• Stored data:
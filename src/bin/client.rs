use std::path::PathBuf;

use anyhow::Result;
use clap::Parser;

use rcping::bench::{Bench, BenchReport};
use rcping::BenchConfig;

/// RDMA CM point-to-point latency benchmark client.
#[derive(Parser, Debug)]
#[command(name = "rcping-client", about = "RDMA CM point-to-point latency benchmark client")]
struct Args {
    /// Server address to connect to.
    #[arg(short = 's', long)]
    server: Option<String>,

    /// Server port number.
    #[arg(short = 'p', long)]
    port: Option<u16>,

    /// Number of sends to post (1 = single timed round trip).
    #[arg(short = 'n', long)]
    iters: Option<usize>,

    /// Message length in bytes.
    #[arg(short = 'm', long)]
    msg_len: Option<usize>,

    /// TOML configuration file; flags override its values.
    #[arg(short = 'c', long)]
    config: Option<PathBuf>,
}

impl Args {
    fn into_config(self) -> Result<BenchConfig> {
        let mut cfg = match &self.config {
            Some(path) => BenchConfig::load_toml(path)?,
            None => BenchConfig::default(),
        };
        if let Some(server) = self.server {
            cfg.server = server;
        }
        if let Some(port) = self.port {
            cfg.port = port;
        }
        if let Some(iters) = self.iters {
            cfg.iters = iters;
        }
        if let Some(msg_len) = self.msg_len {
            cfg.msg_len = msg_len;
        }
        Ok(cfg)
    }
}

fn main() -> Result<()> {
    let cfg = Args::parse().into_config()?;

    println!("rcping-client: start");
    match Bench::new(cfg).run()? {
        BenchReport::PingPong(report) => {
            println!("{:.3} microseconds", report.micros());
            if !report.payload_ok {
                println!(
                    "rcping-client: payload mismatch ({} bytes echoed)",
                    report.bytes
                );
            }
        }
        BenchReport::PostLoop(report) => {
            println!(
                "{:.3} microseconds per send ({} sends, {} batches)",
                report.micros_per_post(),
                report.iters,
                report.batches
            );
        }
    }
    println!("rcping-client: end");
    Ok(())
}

* * *

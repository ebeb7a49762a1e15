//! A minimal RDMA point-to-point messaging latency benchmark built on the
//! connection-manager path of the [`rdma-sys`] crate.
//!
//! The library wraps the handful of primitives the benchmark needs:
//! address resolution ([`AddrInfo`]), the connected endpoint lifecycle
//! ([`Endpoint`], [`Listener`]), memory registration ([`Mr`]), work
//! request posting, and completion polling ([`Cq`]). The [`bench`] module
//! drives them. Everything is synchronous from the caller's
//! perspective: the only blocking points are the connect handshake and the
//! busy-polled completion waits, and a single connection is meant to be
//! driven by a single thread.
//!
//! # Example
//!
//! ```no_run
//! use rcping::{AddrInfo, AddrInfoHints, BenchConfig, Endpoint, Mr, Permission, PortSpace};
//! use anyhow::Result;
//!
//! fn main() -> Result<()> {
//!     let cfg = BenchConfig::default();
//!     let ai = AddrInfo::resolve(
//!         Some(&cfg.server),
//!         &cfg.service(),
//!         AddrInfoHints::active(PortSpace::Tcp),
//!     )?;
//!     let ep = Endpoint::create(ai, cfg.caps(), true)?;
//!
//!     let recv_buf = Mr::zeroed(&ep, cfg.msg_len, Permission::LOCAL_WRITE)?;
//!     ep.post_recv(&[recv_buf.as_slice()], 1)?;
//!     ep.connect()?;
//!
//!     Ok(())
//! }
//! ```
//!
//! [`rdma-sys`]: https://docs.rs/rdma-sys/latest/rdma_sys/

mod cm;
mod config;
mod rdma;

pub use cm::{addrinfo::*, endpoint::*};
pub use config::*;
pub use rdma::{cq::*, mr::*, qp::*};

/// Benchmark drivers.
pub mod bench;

• WHAT YOU HAVE TO DO: Leave out every line above except those from the line with "#[arg(short = 'p', long)]" up to and including the line with "override its values.", and copy those exactly.

• RESULT:
    #[arg(short = 'p', long)]
    port: Option<u16>,

    /// Number of sends to post (1 = single timed round trip).
    #[arg(short = 'n', long)]
    iters: Option<usize>,

    /// Message length in bytes.
    #[arg(short = 'm', long)]
    msg_len: Option<usize>,

    /// TOML configuration file; flags override its values.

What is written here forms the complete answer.